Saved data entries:
------------

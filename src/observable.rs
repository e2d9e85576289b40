// Ultralytics 🚀 AGPL-3.0 License - https://ultralytics.com/license
//! 可观察状态 (Observable state)
//!
//! 持有一个值, 每次修改后把新值推送给所有订阅者。
//! 订阅者通过 crossbeam 通道接收, 接收端被丢弃后自动清理。

use std::sync::{Arc, Mutex, MutexGuard};

use crossbeam_channel::{Receiver, Sender};

struct Inner<T> {
    value: T,
    subscribers: Vec<Sender<T>>,
}

/// 线程安全的可观察值
pub struct Observable<T> {
    inner: Arc<Mutex<Inner<T>>>,
}

impl<T> Clone for Observable<T> {
    fn clone(&self) -> Self {
        Self {
            inner: Arc::clone(&self.inner),
        }
    }
}

impl<T: Default + Clone + Send + 'static> Default for Observable<T> {
    fn default() -> Self {
        Self::new(T::default())
    }
}

impl<T: Clone + Send + 'static> Observable<T> {
    pub fn new(value: T) -> Self {
        Self {
            inner: Arc::new(Mutex::new(Inner {
                value,
                subscribers: Vec::new(),
            })),
        }
    }

    fn lock(&self) -> MutexGuard<'_, Inner<T>> {
        // 订阅者回调不在锁内执行, 中毒时直接沿用内部值
        self.inner.lock().unwrap_or_else(|e| e.into_inner())
    }

    /// 当前值的拷贝
    pub fn get(&self) -> T {
        self.lock().value.clone()
    }

    /// 只读访问, 避免整体拷贝
    pub fn with<R>(&self, f: impl FnOnce(&T) -> R) -> R {
        f(&self.lock().value)
    }

    /// 替换并通知
    pub fn set(&self, value: T) {
        self.update(|v| *v = value);
    }

    /// 原地修改并通知
    pub fn update(&self, f: impl FnOnce(&mut T)) {
        let mut inner = self.lock();
        f(&mut inner.value);
        let snapshot = inner.value.clone();
        inner
            .subscribers
            .retain(|tx| tx.send(snapshot.clone()).is_ok());
    }

    /// 订阅后续变化 (不包含当前值)
    pub fn subscribe(&self) -> Receiver<T> {
        let (tx, rx) = crossbeam_channel::unbounded();
        self.lock().subscribers.push(tx);
        rx
    }

    pub fn subscriber_count(&self) -> usize {
        self.lock().subscribers.len()
    }
}

#[cfg(test)]
mod tests {
    use super::*;

    #[test]
    fn test_update_notifies_subscribers() {
        let list: Observable<Vec<String>> = Observable::default();
        let rx = list.subscribe();

        list.update(|v| v.push("a".into()));
        list.update(|v| v.push("b".into()));

        assert_eq!(rx.try_recv().unwrap(), vec!["a".to_string()]);
        assert_eq!(rx.try_recv().unwrap(), vec!["a".to_string(), "b".to_string()]);
        assert!(rx.try_recv().is_err());
        assert_eq!(list.get().len(), 2);
    }

    #[test]
    fn test_dropped_subscribers_are_pruned() {
        let flag = Observable::new(false);
        let rx1 = flag.subscribe();
        let rx2 = flag.subscribe();
        assert_eq!(flag.subscriber_count(), 2);

        drop(rx1);
        flag.set(true);
        assert_eq!(flag.subscriber_count(), 1);
        assert!(rx2.try_recv().unwrap());
    }

    #[test]
    fn test_clone_shares_value() {
        let a = Observable::new(1u32);
        let b = a.clone();
        b.set(7);
        assert_eq!(a.get(), 7);
        assert_eq!(a.with(|v| *v + 1), 8);
    }
}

------------

The lines to retype run from the start of the entries through the line containing "impl<T: Clone +"; reproduce them exactly and add nothing.

filename src/observable.rs
repository e2d9e85576289b40
// Ultralytics 🚀 AGPL-3.0 License - https://ultralytics.com/license
//! 可观察状态 (Observable state)
//!
//! 持有一个值, 每次修改后把新值推送给所有订阅者。
//! 订阅者通过 crossbeam 通道接收, 接收端被丢弃后自动清理。

use std::sync::{Arc, Mutex, MutexGuard};

use crossbeam_channel::{Receiver, Sender};

struct Inner<T> {
    value: T,
    subscribers: Vec<Sender<T>>,
}

/// 线程安全的可观察值
pub struct Observable<T> {
    inner: Arc<Mutex<Inner<T>>>,
}

impl<T> Clone for Observable<T> {
    fn clone(&self) -> Self {
        Self {
            inner: Arc::clone(&self.inner),
        }
    }
}

impl<T: Default + Clone + Send + 'static> Default for Observable<T> {
    fn default() -> Self {
        Self::new(T::default())
    }
}

impl<T: Clone + Send + 'static> Observable<T> {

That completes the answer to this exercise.